Marshall, Greene & Neely, Harry L. Greene, contra.
QUILLIAN, J.
1. The general grounds insist that there was not sufficient evidence from which the jury could determine that the defendant Conner received any notice of the cancellation of the insurance policy covering the 1950 Ford automobile. Speer testified that he mailed the cancellation to the defendant at the address shown in the policy. The policy in question contained the following provision: "23. Cancellation. This policy may be canceled by the named insured by mailing to the company written notice stating when thereafter such cancellation shall be effective. This policy may be canceled by the company by mailing to the named insured at the address shown in this policy written notice stating when not less than five days thereafter such cancellation shall be effective. The mailing of notice as aforesaid shall be sufficient proof of notice and the effective date and hour of cancellation stated in the notice shall become the end of the policy period. Delivery of such written notice either by the named insured or by the company shall be equivalent to mailing." In order to prove cancellation of the policy it was unnecessary for the garnishee to prove that the insured actually received the written notice, where it is undisputed that the notice was mailed to the address of the insured as stated in the policy.
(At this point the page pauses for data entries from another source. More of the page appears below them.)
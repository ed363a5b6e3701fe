//! REST server startup and configuration

use anyhow::Result;
use axum::serve;
use std::{net::SocketAddr, sync::Arc};
use tokio::net::TcpListener;
use tower::ServiceBuilder;
use tower_http::{cors::CorsLayer, trace::TraceLayer};

use crate::engine::QueryEngine;
use crate::server::routing::create_router;

/// Start the REST server and serve until shutdown
pub async fn start_server(addr: SocketAddr, engine: Arc<QueryEngine>) -> Result<()> {
  bentley::info!("Starting quill REST server on {addr}");

  let app = create_router(engine).layer(
    ServiceBuilder::new().layer(TraceLayer::new_for_http()).layer(CorsLayer::permissive()),
  );

  let listener = TcpListener::bind(addr).await?;
  bentley::event_info!("Server listening on {addr}");

  match serve(listener, app).await {
    Ok(()) => {
      bentley::event_info!("Server shutdown gracefully");
      Ok(())
    }
    Err(e) => {
      bentley::event_error!("Server error: {e}");
      Err(anyhow::anyhow!("Server error: {e}"))
    }
  }
}
mod common;

use common::{
  engine, engine_with_completion, fixture_catalog, CountingStore, FakeCompletion, FakeEmbedder,
  HangingStore,
};
use quill::calculator::{CalculationError, CalculationParams};
use quill::config::Config;
use quill::engine::{EMPTY_QUERY, GENERIC_ERROR, UNPARSEABLE_CALCULATION};
use quill::models::{MatchKind, QueryType};
use quill::synthesizer::{AnswerSynthesizer, FALLBACK_CONFIDENCE};
use std::sync::Arc;
use std::time::Duration;

fn counting_store() -> Arc<CountingStore> {
  Arc::new(CountingStore::new(fixture_catalog()))
}

fn near_loudspeakers() -> Arc<FakeEmbedder> {
  Arc::new(FakeEmbedder::returning(vec![1.0, 0.0, 0.0, 0.0]))
}

#[tokio::test]
async fn test_purchase_questions_never_reach_the_catalog() {
  let store = counting_store();
  let embedder = near_loudspeakers();
  let engine = engine(store.clone(), embedder.clone());

  let answer = engine.query("What's the price of a DM6SE?").await;

  assert_eq!(answer.query_type(), QueryType::PurchaseIntent);
  assert_eq!(answer.answer(), Config::default().purchase_response);
  assert!(answer.citations().is_empty());
  assert_eq!(store.call_count(), 0);
  assert_eq!(embedder.call_count(), 0);
}

#[tokio::test]
async fn test_competitor_questions_are_blocked() {
  let store = counting_store();
  let engine = engine(store.clone(), near_loudspeakers());

  let answer = engine.query("Is JBL's 70V amp better for 4x30W?").await;

  assert_eq!(answer.query_type(), QueryType::DomainViolation);
  assert_eq!(answer.answer(), Config::default().domain_response);
  assert_eq!(store.call_count(), 0);
}

#[tokio::test]
async fn test_direct_lookup_cites_stored_values() {
  let catalog = fixture_catalog();
  let engine = engine(Arc::new(fixture_catalog()), near_loudspeakers());

  let answer = engine.query("What's the power of dm6se?").await;

  assert_eq!(answer.query_type(), QueryType::DirectLookup);
  assert_eq!(answer.confidence(), 1.0);
  assert_eq!(answer.products_used(), ["DM6SE".to_string()]);
  assert!(!answer.citations().is_empty());

  let stored = catalog.records().iter().find(|r| r.model_name == "DM6SE").unwrap();
  for citation in answer.citations() {
    assert!(citation.model_name.eq_ignore_ascii_case("dm6se"));
    assert_eq!(stored.specs.get(&citation.field), Some(&citation.value));
    assert_eq!(citation.source_reference.as_deref(), Some("DM6SE_spec_sheet.pdf"));
  }
}

#[tokio::test]
async fn test_direct_lookup_cites_raw_column_labels() {
  let engine = engine(Arc::new(fixture_catalog()), near_loudspeakers());

  let answer = engine.query("Show me the specs for DM3SE").await;

  assert_eq!(answer.query_type(), QueryType::DirectLookup);
  assert!(answer.answer().contains("- **Power**: 30 W"));
  let fields: Vec<&str> = answer.citations().iter().map(|c| c.field.as_str()).collect();
  assert!(fields.contains(&"Power Handling (Long-term)"));
  assert!(fields.contains(&"Nominal Impedance"));
}

#[tokio::test]
async fn test_unknown_model_gets_an_explicit_not_found() {
  let engine = engine(Arc::new(fixture_catalog()), near_loudspeakers());

  let answer = engine.query("What's the power of DM99?").await;

  assert_eq!(answer.query_type(), QueryType::DirectLookup);
  assert!(answer.answer().contains("'DM99' was not found"));
  assert!(answer.citations().is_empty());
}

#[tokio::test]
async fn test_embedding_failure_degrades_to_filter_scan() {
  let embedder = Arc::new(FakeEmbedder::failing());
  let engine = engine(Arc::new(fixture_catalog()), embedder);

  let results = engine.search_products("Find 70V speakers", None, None).await.unwrap();

  let names: Vec<&str> = results.iter().map(|r| r.model_name()).collect();
  assert_eq!(names, vec!["DM3SE", "DM6SE", "DM8SE", "EM90"]);
  for result in &results {
    assert_eq!(result.similarity_score, 0.0);
    assert_eq!(result.match_kind, MatchKind::FilterOnly);
  }

  let answer = engine.query("Find 70V speakers").await;
  assert_eq!(answer.query_type(), QueryType::SemanticSearch);
  assert_eq!(answer.confidence(), FALLBACK_CONFIDENCE);
  assert_eq!(answer.products_used().len(), 4);
}

#[tokio::test]
async fn test_vector_search_ranks_and_filters() {
  let engine = engine(Arc::new(fixture_catalog()), near_loudspeakers());

  let results = engine.search_products("Find 70V speakers", None, None).await.unwrap();

  let names: Vec<&str> = results.iter().map(|r| r.model_name()).collect();
  assert_eq!(names, vec!["DM3SE", "DM6SE", "DM8SE", "EM90"]);
  assert!(results.iter().all(|r| r.match_kind == MatchKind::Vector));
  assert!(results.windows(2).all(|w| w[0].similarity_score >= w[1].similarity_score));
}

#[tokio::test]
async fn test_generated_search_answer_cites_named_products() {
  let completion = Arc::new(FakeCompletion::replying("The DM6SE handles 60 W on 70V lines."));
  let engine =
    engine_with_completion(Arc::new(fixture_catalog()), near_loudspeakers(), completion.clone());

  let answer = engine.query("Recommend 70V speakers for a lobby").await;

  assert_eq!(answer.query_type(), QueryType::SemanticSearch);
  assert_eq!(answer.products_used(), ["DM6SE".to_string()]);
  assert!(answer.citations().iter().all(|c| c.model_name == "DM6SE"));
  assert!(answer.confidence() > FALLBACK_CONFIDENCE);

  let prompts = completion.prompts();
  assert_eq!(prompts.len(), 1);
  assert!(prompts[0].contains("Recommend 70V speakers for a lobby"));
}

#[tokio::test]
async fn test_completion_failure_falls_back_to_listing() {
  let completion = Arc::new(FakeCompletion::failing());
  let engine = engine_with_completion(Arc::new(fixture_catalog()), near_loudspeakers(), completion);

  let answer = engine.query("Find 70V speakers").await;

  assert_eq!(answer.query_type(), QueryType::SemanticSearch);
  assert_eq!(answer.confidence(), FALLBACK_CONFIDENCE);
  assert!(answer.answer().contains("**DM3SE** (loudspeaker)"));
}

#[tokio::test]
async fn test_compatibility_calculation() {
  let store = counting_store();
  let engine = engine(store.clone(), near_loudspeakers());

  let answer = engine.query("Can I connect 4x30W speakers to a 150W transformer?").await;

  assert_eq!(answer.query_type(), QueryType::Calculation);
  assert_eq!(answer.confidence(), 1.0);
  assert!(answer.answer().contains("compatible"));
  assert!(answer.answer().contains("**Headroom**: 20.0%"));
  assert!(answer.citations().is_empty());
  assert_eq!(store.call_count(), 0);
}

#[tokio::test]
async fn test_invalid_calculation_is_a_structured_answer() {
  let engine = engine(Arc::new(fixture_catalog()), near_loudspeakers());

  let answer = engine.query("Calculate impedance of 0 ohm and 8 ohm in parallel").await;

  assert_eq!(answer.query_type(), QueryType::Calculation);
  assert_eq!(answer.confidence(), 0.0);
  assert!(answer.answer().contains("0Ω speaker in parallel"));
}

#[tokio::test]
async fn test_calculation_without_numbers() {
  let engine = engine(Arc::new(fixture_catalog()), near_loudspeakers());

  let answer = engine.query("calculate something for me").await;

  assert_eq!(answer.answer(), UNPARSEABLE_CALCULATION);
  assert_eq!(answer.confidence(), 0.0);
}

#[tokio::test]
async fn test_empty_query() {
  let store = counting_store();
  let engine = engine(store.clone(), near_loudspeakers());

  let answer = engine.query("   ").await;

  assert_eq!(answer.answer(), EMPTY_QUERY);
  assert_eq!(answer.query_type(), QueryType::Error);
  assert_eq!(store.call_count(), 0);
}

#[tokio::test]
async fn test_store_failure_becomes_generic_error() {
  let store = Arc::new(CountingStore::failing(fixture_catalog()));
  let engine = engine(store, near_loudspeakers());

  let answer = engine.query("What's the power of DM6SE?").await;

  assert_eq!(answer.query_type(), QueryType::Error);
  assert_eq!(answer.answer(), GENERIC_ERROR);
  assert!(answer.citations().is_empty());
  assert!(!answer.answer().contains("connection refused"));
}

#[tokio::test(start_paused = true)]
async fn test_store_timeout_becomes_generic_error() {
  let engine = engine(Arc::new(HangingStore), near_loudspeakers());

  let answer = tokio::time::timeout(Duration::from_secs(60), engine.query("specs for DM6SE"))
    .await
    .expect("store timeout should end the request");

  assert_eq!(answer.query_type(), QueryType::Error);
  assert_eq!(answer.answer(), GENERIC_ERROR);
}

#[tokio::test]
async fn test_compare_reports_missing_models() {
  let engine = engine(Arc::new(fixture_catalog()), near_loudspeakers());

  let answer =
    engine.compare(&["DM6SE".to_string(), "DM8SE".to_string(), "XX1".to_string()]).await.unwrap();

  assert!(answer.answer().starts_with("| Metric | DM6SE | DM8SE |"));
  assert!(answer.answer().contains("Not found in the catalog: XX1"));
  assert_eq!(answer.products_used(), ["DM6SE".to_string(), "DM8SE".to_string()]);
}

#[tokio::test]
async fn test_find_similar_prefers_same_category() {
  let engine = engine(Arc::new(fixture_catalog()), near_loudspeakers());

  let results = engine.find_similar("DM3SE", Some(10)).await.unwrap();

  let names: Vec<&str> = results.iter().map(|r| r.model_name()).collect();
  assert!(!names.contains(&"DM3SE"));
  assert_eq!(&names[..4], ["DM6SE", "AM10/60", "DM8SE", "EM90"]);
  assert!(names[4..].iter().all(|n| ["FS2SE", "IZA 250-LZ", "IZA 500-70V"].contains(n)));
}

#[tokio::test]
async fn test_classification_is_idempotent() {
  let engine = engine(Arc::new(fixture_catalog()), near_loudspeakers());

  for text in ["Find 70V speakers", "What's the power of DM6SE?", "4x30W on 150W amp", "hello"] {
    let first = engine.classifier().classify(text).await;
    let second = engine.classifier().classify(text).await;
    assert_eq!(first, second, "{text}");
  }
}

#[tokio::test]
async fn test_huge_wattages_still_get_an_answer() {
  let store = counting_store();
  let engine = engine(store.clone(), near_loudspeakers());

  for text in [
    "Can I connect 2x9223372036854775807W speakers to a 150W transformer?",
    "Calculate the total for 3x9223372036854775807W",
    "What transformer do I need for 9223372036854775807W?",
    "How many 9223372036854775807W speakers can I put on a 150W amp?",
  ] {
    let answer = engine.query(text).await;
    assert_eq!(answer.query_type(), QueryType::Calculation, "{text}");
    assert_eq!(answer.confidence(), 0.0, "{text}");
    assert!(answer.citations().is_empty(), "{text}");
  }
  assert_eq!(store.call_count(), 0);
}

#[tokio::test]
async fn test_overflowing_calculation_is_a_structured_answer() {
  let engine = engine(Arc::new(fixture_catalog()), near_loudspeakers());
  let params = CalculationParams {
    speakers: vec![i64::MAX, 1],
    transformer_watts: Some(150),
    ..Default::default()
  };

  let outcome = engine.calculate(&params);
  assert_eq!(outcome, Err(CalculationError::Overflow));

  let answer = AnswerSynthesizer::new().calculation_answer(&outcome);
  assert_eq!(answer.query_type(), QueryType::Calculation);
  assert_eq!(answer.confidence(), 0.0);
  assert!(answer.answer().contains("too large"));
}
Genone v. Citizens Insurance Co. of New Jersey, 207 Ga. 83 (2) (60 S. E. 2d 125).
The plaintiff contended that the payments made by Clifford Conner kept the policy in force up to and including the date she was injured by Ralph Conner, though, as the garnishee contended, made after the policy was canceled. This contention is predicated upon the further insistence of the plaintiff that the payments made by Clifford Conner should have been applied to the payment of premiums on the policy calculated upon a pro rata basis from the time of the issuance of the policy on June 16, 1952, to *106 the date of her injury on November 16, 1952. The garnishee on the other hand contended that the policy was formally and legally canceled for non-payment of premiums on October 14, 1952, that the money paid by Conner on December 2, 1952, was properly applied to the payment of premiums on a "short-rate basis" as provided by the policy, and, as calculated, it covered a period extending from June 16, 1952, to October 14, 1952, which latter date was prior to that on which the plaintiff was injured. The policy provision as to cancellation for non-payment read: "In consideration of the issuance of this policy on an instalment premium payment basis, it is agreed that failure to pay to the company any instalment within ten days after the date it becomes due and payable shall be deemed to be a request by the named assured for cancellation of the policy on a short-rate basis." There being evidence that the defendant failed to make payment on premiums due, for more than ten days after their due dates, the jury was authorized to find that the garnishee's agent, May, had the authority to charge the defendant premiums on a short-rate basis.
The plaintiff also contends that the garnishee used the wrong basis of calculating the premiums on a "short-rate basis", and that even figured on the short-rate basis the premiums paid by Clifford Conner would have kept the policy alive through the date of the collision with Ralph Conner. Mr. Green, a witness for the garnishee, testified that the premiums charged were in the correct amounts and conformed to the standard rate tables used by insurance companies. This was sufficient evidence from which the jury could determine that the correct basis in figuring the amount of premiums due had been used, hence that the amount paid by Clifford Conner was not enough to keep the policy in force until the date on which the plaintiff was injured by Ralph Conner. There was sufficient evidence to support the verdict and the general grounds are without merit.
2. Special grounds 1, 2, 3, 5 and 6 of the motion for a new trial insist that several excerpts from the trial judge's charge were error because he failed to direct a verdict for the plaintiff. These special grounds are controlled by the general grounds and require no elaboration.
3. Special ground 4 assigns as error the following charge: *107 "And, gentlemen, it then becomes a question for you to determine in this case whether or not notice was given to the holders of the policies, that is the Conners, by the company, that it would cancel the policies unless the premiums were paid on a certain date, it being the contention of the company in this case that it mailed to these parties a notice that unless the premium was paid by a certain date, that is, 10 days after notice was mailed, that the policies would be declared void and be cancelled." This charge presented a correct statement of one of the issues of the case and was not error.
4. Special ground 7 complains that the trial judge erred in failing to charge, even without request, the following: "A contract of insurance involving the substitution of one policy of insurance for another requires perfect good faith and full disclosures on the part of the company. A policy issued in lieu of another which has not been cancelled is not binding." Substitution of policies not being an issue in the case at bar, the trial judge did not err in failing to charge the above quotation. Special ground 7 does not show error.
5. The trial court did not err in denying the motion for a judgment notwithstanding the verdict, inasmuch as the judgment denying the motion for new trial is being affirmed by this court.
Judgment affirmed. Felton, C. J., and Nichols, J., concur.